Parece haver uma grande dificuldade de Haddad em empolgar a base de eleitores lulistas;
5. A fragilidade do ministro da Fazenda é particularmente ruim para o governo porque, sem ele, os demais nomes petistas sequer são conhecidos pelo eleitorado.
A Paraná Pesquisas testou um cenário com Camilo Santana, chefe da pasta mais bem avaliada do governo (Educação), e o ministro atingiu meros 6,9% dos votos;
Mas voltando ao objeto do artigo, que é Ciro Gomes. Sobre o ex-ministro, pode-se afirmar alguns pontos a partir desses números:
1. Ciro manteve um patamar de 2 dígitos em todas as pesquisas com Lula e Bolsonaro.
Isso é um feito impressionante visto que, durante toda a última eleição (2022), Ciro nunca chegou em 2 dígitos em nenhuma das pesquisas presenciais.
Além disso, o 3º lugar das eleições, a ministra Simone Tebet, teve somente 4,2% dos votos, sendo a 3ª colocada mais mal votada desde a redemocratização[12], dando força às teses de calcificação do eleitorado.

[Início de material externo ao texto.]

//! # jii - Component and Dispatch Core
//!
//! `jii` turns declarative configuration into live components wired with
//! behaviors and event handlers, and resolves route strings through nested
//! modules and controllers into action invocations.
//!
//! ## Quick Start
//!
//! ```rust,ignore
//! use jii::prelude::*;
//!
//! let app = Application::from_json_str(r#"{
//!     "application": {"controllerMap": {"site": "app.controllers.SiteController"}}
//! }"#)?;
//! app.module().bind_fn("health", |_context| Box::pin(async { Ok(Some("ok".into())) }));
//!
//! let context = app.create_context(Config::new())?;
//! let dispatch = app.run_action("health", &context).await?;
//! ```
//!
//! ## Layers
//!
//! - [`jii_core`]: object factory, configuration, aliases, events, behaviors
//!   and the component base, re-exported here
//! - [`jii_std`]: standard behaviors and testing utilities
//! - this crate: [`Context`], [`Module`], [`Controller`], [`Action`] and
//!   [`Application`]

#![deny(clippy::wildcard_imports)]
#![warn(missing_docs)]

mod action;
mod application;
mod components;
mod context;
mod controller;
mod core_components;
mod module;
pub mod naming;
mod request;
mod response;

pub use jii_core::{
    // Aliases
    AliasTable,
    // Identity
    AsAny,
    // Components
    AsComponent,
    BEHAVIOR_PREFIX,
    // Behaviors
    Behavior,
    BehaviorCore,
    BehaviorSpec,
    // Errors
    BoxError,
    CLASS_NAME_KEY,
    // Events
    Callback,
    ClassEvents,
    Component,
    ComponentCore,
    // Configuration
    Config,
    ConfigError,
    // Factory
    Constructor,
    EVENT_PREFIX,
    Event,
    EventTable,
    Factory,
    Handler,
    HandlerSpec,
    Identifiable,
    Instance,
    JiiError,
    LIFECYCLE_METHODS,
    Lineage,
    // Objects
    Member,
    Object,
    ObjectSpec,
    PropertyError,
    Setup,
    TypeInfo,
    Value,
    ancestors,
    attach,
    behavior_constructor,
    behavior_registry,
    behavior_value,
    build_component,
    build_object,
    component_constructor,
    component_registry,
    configure,
    detach,
    detach_from,
    ensure_lineage,
    get_alias,
    get_root_alias,
    is_a,
    is_proxyable,
    is_registered,
    merge_configs,
    merge_into,
    parent_of,
    register_behavior,
    register_component,
    register_lineage,
    register_static_handler,
    report_error,
    reset_catch_handler,
    set_alias,
    set_catch_handler,
    split_event_names,
};

pub use action::{
    Action, ActionCore, ActionOutcome, FnAction, InlineAction, action_constructor,
    action_registry, register_action,
};
pub use application::{
    APPLICATION_CLASS, AppConfig, Application, DEFAULT_APPLICATION_ID, DEFAULT_APPLICATION_ROUTE,
};
pub use components::{ErrorHandler, Logger};
pub use context::Context;
pub use controller::{
    Controller, ControllerCore, DEFAULT_ACTION, controller_constructor, controller_registry,
    create_action, register_controller, run_action,
};
pub use core_components::{Platform, Scope, core_class, core_components};
pub use module::{
    ActionFilter, DEFAULT_CONTROLLER_NAMESPACE, DEFAULT_ROUTE, Dispatch, ERROR_HANDLER_ID,
    MODULE_CLASS, Module, ModuleClass, register_module_class,
};
pub use request::{MemoryRequest, Request, register_request, request_constructor, request_registry};
pub use response::{
    MemoryResponse, Response, register_response, response_constructor, response_registry,
};

pub use jii_std::register_standard_classes;

/// Standard behaviors.
pub mod behaviors {
    pub use jii_std::behaviors::{LogLevel, LoggingBehavior};
}

/// Testing utilities.
pub mod testing {
    pub use jii_std::testing::{CountingBehavior, EventLog, Recorded, RecordingHandler};
}

/// Prelude module - common imports for Jii.
///
/// # Usage
///
/// ```rust,ignore
/// use jii::prelude::*;
/// ```
pub mod prelude {
    pub use crate::{
        Action, ActionCore, AppConfig, Application, AsComponent, Behavior, BehaviorCore,
        BehaviorSpec, Component, ComponentCore, Config, Context, Controller, ControllerCore,
        Dispatch, Event, HandlerSpec, Identifiable, JiiError, Member, Module, Object, Request,
        Response, TypeInfo, Value,
    };
    pub use async_trait::async_trait;
}

#[cfg(feature = "macros")]
pub use jii_macros::Identifiable;

#[doc(hidden)]
pub use inventory;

As pesquisas recentes parecem mostrar outro cenário;
2. Ciro parece ter ocupado firmemente a posição do que seria um campo “não bolsonarista e não lulista” no imaginário político da população.

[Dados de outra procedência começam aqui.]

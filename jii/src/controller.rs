//! # Controllers
//!
//! A controller groups actions under one route segment. Actions resolve in
//! this order:
//!
//! 1. the external action map returned by [`Controller::actions`],
//! 2. an `action*` method reported by [`Controller::has_action_method`],
//!    wrapped as an [`InlineAction`].
//!
//! [`run_action`] drives one action through the module and controller
//! hooks and finally sends the response.

use crate::{
    action::{Action, ActionOutcome, InlineAction, action_registry},
    context::Context,
    module::Module,
    naming::{action_method_name, is_action_id},
};
use async_trait::async_trait;
use jii_core::{
    Component, Config, Constructor, Event, Factory, Identifiable, JiiError, Setup, TypeInfo,
    Value, build_component,
};
use parking_lot::RwLock;
use std::{
    fmt,
    sync::{Arc, LazyLock, Weak},
};

/// Action id used when a route names only the controller.
pub const DEFAULT_ACTION: &str = "index";

/// Binding state embedded in every controller.
#[derive(Default)]
pub struct ControllerCore {
    id: RwLock<String>,
    module: RwLock<Weak<Module>>,
}

impl ControllerCore {
    /// Create an unbound core.
    pub fn new() -> Self {
        Self::default()
    }

    /// Bind the controller to its id and owning module.
    pub fn bind(&self, id: &str, module: Weak<Module>) {
        *self.id.write() = id.to_string();
        *self.module.write() = module;
    }

    /// The controller id.
    pub fn id(&self) -> String {
        self.id.read().clone()
    }

    /// The owning module, while it is alive.
    pub fn module(&self) -> Option<Arc<Module>> {
        self.module.read().upgrade()
    }
}

impl fmt::Debug for ControllerCore {
    fn fmt(&self, f: &mut fmt::Formatter<'_>) -> fmt::Result {
        f.debug_struct("ControllerCore")
            .field("id", &*self.id.read())
            .field("module", &self.module().map(|m| m.unique_id()))
            .finish()
    }
}

/// A group of actions under one route segment.
///
/// # Example
///
/// ```rust,ignore
/// #[derive(Default)]
/// struct SiteController { core: ComponentCore, controller: ControllerCore }
///
/// impl Object for SiteController {
///     fn member(&self, name: &str) -> Member {
///         match name {
///             "actionIndex" => Member::METHOD,
///             _ => Member::NONE,
///         }
///     }
/// }
///
/// #[async_trait]
/// impl Controller for SiteController {
///     fn controller(&self) -> &ControllerCore { &self.controller }
///
///     async fn run_method(&self, method: &str, _context: &Context) -> Result<Option<Value>, JiiError> {
///         match method {
///             "actionIndex" => Ok(Some("home".into())),
///             _ => Err(JiiError::application(format!("no method {method}"))),
///         }
///     }
/// }
/// ```
#[async_trait]
pub trait Controller: Component {
    /// The embedded binding state.
    fn controller(&self) -> &ControllerCore;

    /// The controller id.
    fn id(&self) -> String {
        self.controller().id()
    }

    /// The owning module.
    fn module(&self) -> Option<Arc<Module>> {
        self.controller().module()
    }

    /// The module-qualified id.
    fn unique_id(&self) -> String {
        let id = self.id();
        match self.module().map(|module| module.unique_id()) {
            Some(prefix) if !prefix.is_empty() => format!("{prefix}/{id}"),
            _ => id,
        }
    }

    /// The action id used when the route names none.
    fn default_action(&self) -> String {
        DEFAULT_ACTION.to_string()
    }

    /// External actions keyed by id, as class names or configurations.
    fn actions(&self) -> Config {
        Config::new()
    }

    /// Whether `method` can back an inline action.
    fn has_action_method(&self, method: &str) -> bool {
        self.member(method).method
    }

    /// Run the controller method backing an inline action.
    async fn run_method(&self, method: &str, context: &Context) -> Result<Option<Value>, JiiError> {
        let _ = context;
        Err(JiiError::application(format!(
            "controller `{}` cannot run method `{method}`",
            self.type_name()
        )))
    }

    /// Runs before every action of this controller.
    ///
    /// Triggers `beforeAction`. A handler cancels by setting the `isValid`
    /// param to `false`.
    async fn before_action(&self, action: &dyn Action, context: &Context) -> Result<bool, JiiError> {
        let _ = context;
        Ok(action_event(self.as_component(), "beforeAction", &action.id()))
    }

    /// Runs after every completed action of this controller. Triggers `afterAction`.
    async fn after_action(&self, action: &dyn Action, context: &Context) -> Result<(), JiiError> {
        let _ = context;
        action_event(self.as_component(), "afterAction", &action.id());
        Ok(())
    }
}

/// Trigger an action hook event on `sender` and report whether it stayed valid.
pub(crate) fn action_event(sender: &dyn Component, name: &str, action: &str) -> bool {
    let mut event = Event::with_params(
        Config::new()
            .with("action", action)
            .with("isValid", true),
    );
    sender.trigger(name, &mut event);
    event
        .params
        .get("isValid")
        .is_none_or(|valid| !valid.is_falsy())
}

/// Resolve action `id` of `controller`.
///
/// An empty id selects [`Controller::default_action`]. Returns `None` when
/// neither an external action nor an action method matches.
pub fn create_action(
    controller: &Arc<dyn Controller>,
    id: &str,
) -> Result<Option<Arc<dyn Action>>, JiiError> {
    let id = if id.is_empty() {
        controller.default_action()
    } else {
        id.to_string()
    };

    if let Some(spec) = controller.actions().remove(&id) {
        let action = action_registry().create_from_value(spec, None, Setup::default())?;
        if let Some(action) = &action {
            action.action().bind(&id, Some(controller.clone()));
            tracing::debug!(action = %id, class = action.type_name(), "external action created");
        }
        return Ok(action);
    }

    if is_action_id(&id) {
        let method = action_method_name(&id);
        if controller.has_action_method(&method) {
            tracing::debug!(action = %id, method = %method, "inline action created");
            let action = InlineAction::new(&id, controller.clone(), method);
            return Ok(Some(Arc::new(action)));
        }
    }
    Ok(None)
}

/// Run action `id` of `controller`.
///
/// The module and controller before-hooks run concurrently. If either
/// returns `false` the action is abandoned and no response is sent. A
/// result is stored as the response data, the after-hooks run
/// concurrently, and the response is sent.
pub async fn run_action(
    controller: &Arc<dyn Controller>,
    id: &str,
    context: &Context,
) -> Result<ActionOutcome, JiiError> {
    let action = create_action(controller, id)?.ok_or_else(|| {
        JiiError::InvalidRoute(format!("unable to resolve action `{}/{id}`", controller.unique_id()))
    })?;
    let module = controller.module();

    let (module_valid, controller_valid) = futures::join!(
        async {
            match &module {
                Some(module) => module.before_action(action.as_ref(), context).await,
                None => Ok(true),
            }
        },
        controller.before_action(action.as_ref(), context),
    );
    if !(module_valid? && controller_valid?) {
        tracing::debug!(action = %action.unique_id(), "action cancelled by before hook");
        return Ok(ActionOutcome::Cancelled);
    }

    let ActionOutcome::Completed(result) = action.run_with_params(context).await? else {
        return Ok(ActionOutcome::Cancelled);
    };
    if let (Some(data), Some(response)) = (&result, context.response()) {
        response.set_data(data.clone());
    }

    let (module_done, controller_done) = futures::join!(
        async {
            match &module {
                Some(module) => module.after_action(action.as_ref(), context).await,
                None => Ok(()),
            }
        },
        controller.after_action(action.as_ref(), context),
    );
    module_done?;
    controller_done?;

    if let Some(response) = context.response() {
        response.send()?;
    }
    Ok(ActionOutcome::Completed(result))
}

// ============================================================================
// Registry
// ============================================================================

static CONTROLLERS: LazyLock<Factory<dyn Controller>> =
    LazyLock::new(|| Factory::new("controller"));

/// The process-wide controller class registry.
pub fn controller_registry() -> &'static Factory<dyn Controller> {
    &CONTROLLERS
}

/// A constructor building `T` through [`build_component`].
pub fn controller_constructor<T>() -> Constructor<dyn Controller>
where
    T: Controller + TypeInfo + Default,
{
    Constructor::new(T::TYPE_NAME, T::PARENT_TYPE_NAME, |setup| {
        Ok(Box::new(build_component::<T>(setup)?) as Box<dyn Controller>)
    })
}

/// Register `T` in the controller registry under its type name.
pub fn register_controller<T>()
where
    T: Controller + TypeInfo + Default,
{
    controller_registry().register(controller_constructor::<T>());
}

Nos cenários sem Ciro (que não foram descritos aqui neste artigo), não há nenhum candidato que herde claramente sua intenção de votos havendo grande dispersão, e a possibilidade de surgimento de uma candidatura que ocupe esta posição;
3. A presença ou não de Bolsonaro tem pouco impacto para uma candidatura Ciro, que apresenta uma oscilação positiva, mas muda pouco seu patamar de votos.

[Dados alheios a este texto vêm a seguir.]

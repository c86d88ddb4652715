//! # jii-core
//!
//! Object, event and behavior substrate for the Jii application framework.
//!
//! This crate has minimal dependencies and carries everything a plugin needs
//! to define components and behaviors without pulling in the dispatch layer.
//!
//! # Building blocks
//!
//! ## Identity ([`Identifiable`], [`TypeInfo`])
//!
//! Every participating type names itself with a stable dotted identifier
//! and optionally its parent. The lineage registry links those names so
//! class-level events can walk a type's ancestors.
//!
//! ## Configuration ([`Value`], [`Config`], [`merge_configs`])
//!
//! Insertion-ordered key/value maps describe how to build and initialize
//! objects. The reserved `className` key names the type.
//!
//! ## Object Factory ([`Factory`], [`ObjectSpec`], [`configure`])
//!
//! One registry of named constructors per product kind. Configuration keys
//! left after construction are applied through [`configure`] or
//! [`Component::set`].
//!
//! ## Events ([`Event`], [`EventTable`], [`ClassEvents`])
//!
//! Ordered, synchronous handler lists per instance and per type, stopped
//! early when a handler marks the event handled.
//!
//! ## Behaviors ([`Behavior`])
//!
//! Reusable bundles of event bindings and methods attached to a component.
//!
//! ## Components ([`Component`])
//!
//! The base live object combining the above.
//!
//! # Error Types
//!
//! - [`JiiError`] - Top-level error type
//! - [`ConfigError`] - Configuration errors
//! - [`PropertyError`] - Dynamic property errors

#![deny(clippy::wildcard_imports)]
#![warn(missing_docs)]

pub mod alias;
mod behavior;
mod class_event;
mod component;
mod error;
mod event;
mod factory;
mod identity;
mod object;
mod value;

// Re-exports
pub use alias::{AliasTable, get_alias, get_root_alias, set_alias};
pub use behavior::{
    Behavior, BehaviorCore, BehaviorSpec, LIFECYCLE_METHODS, attach, behavior_constructor,
    behavior_registry, behavior_value, detach, detach_from, is_proxyable, register_behavior,
};
pub use class_event::ClassEvents;
pub use component::{AsComponent, BEHAVIOR_PREFIX, Component, ComponentCore, EVENT_PREFIX};
pub use error::{
    BoxError, ConfigError, JiiError, PropertyError, report_error, reset_catch_handler,
    set_catch_handler,
};
pub use event::{
    Callback, Event, EventTable, Handler, HandlerSpec, register_static_handler, split_event_names,
};
pub use factory::{
    Constructor, Factory, ObjectSpec, Setup, build_component, build_object, component_constructor,
    component_registry, register_component,
};
pub use identity::{
    AsAny, Identifiable, Lineage, TypeInfo, ancestors, ensure_lineage, is_a, is_registered,
    parent_of, register_lineage,
};
pub use object::{Member, Object, configure};
pub use value::{CLASS_NAME_KEY, Config, Instance, Value, merge_configs, merge_into};

#[doc(hidden)]
pub use inventory;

A grande disputa se dá mesmo nos votos da direita, entre Tarcísio, Marçal, e os diversos aspirantes a sucessores de Bolsonaro;
4. O jogo muda completamente para Ciro com a saída de Lula.
Aqui, o ex-ministro acaba acrescendo ao seu próprio capital político uma boa parte da base de votos do atual presidente.
É esse eleitorado, de “progressistas não-lulistas”, que faz com que Ciro atinja um patamar de votos superior ao de Haddad em uma possível disputa.
Tendo em vista então tudo o que já descrevemos sobre os insucessos políticos recentes de Ciro Gomes, e o atual status político do ex-ministro, que afirma reiteradamente não ser mais candidato e não ter mais interesse em disputar a presidência, o que explica então um patamar de votos tão elevado do ex-ministro?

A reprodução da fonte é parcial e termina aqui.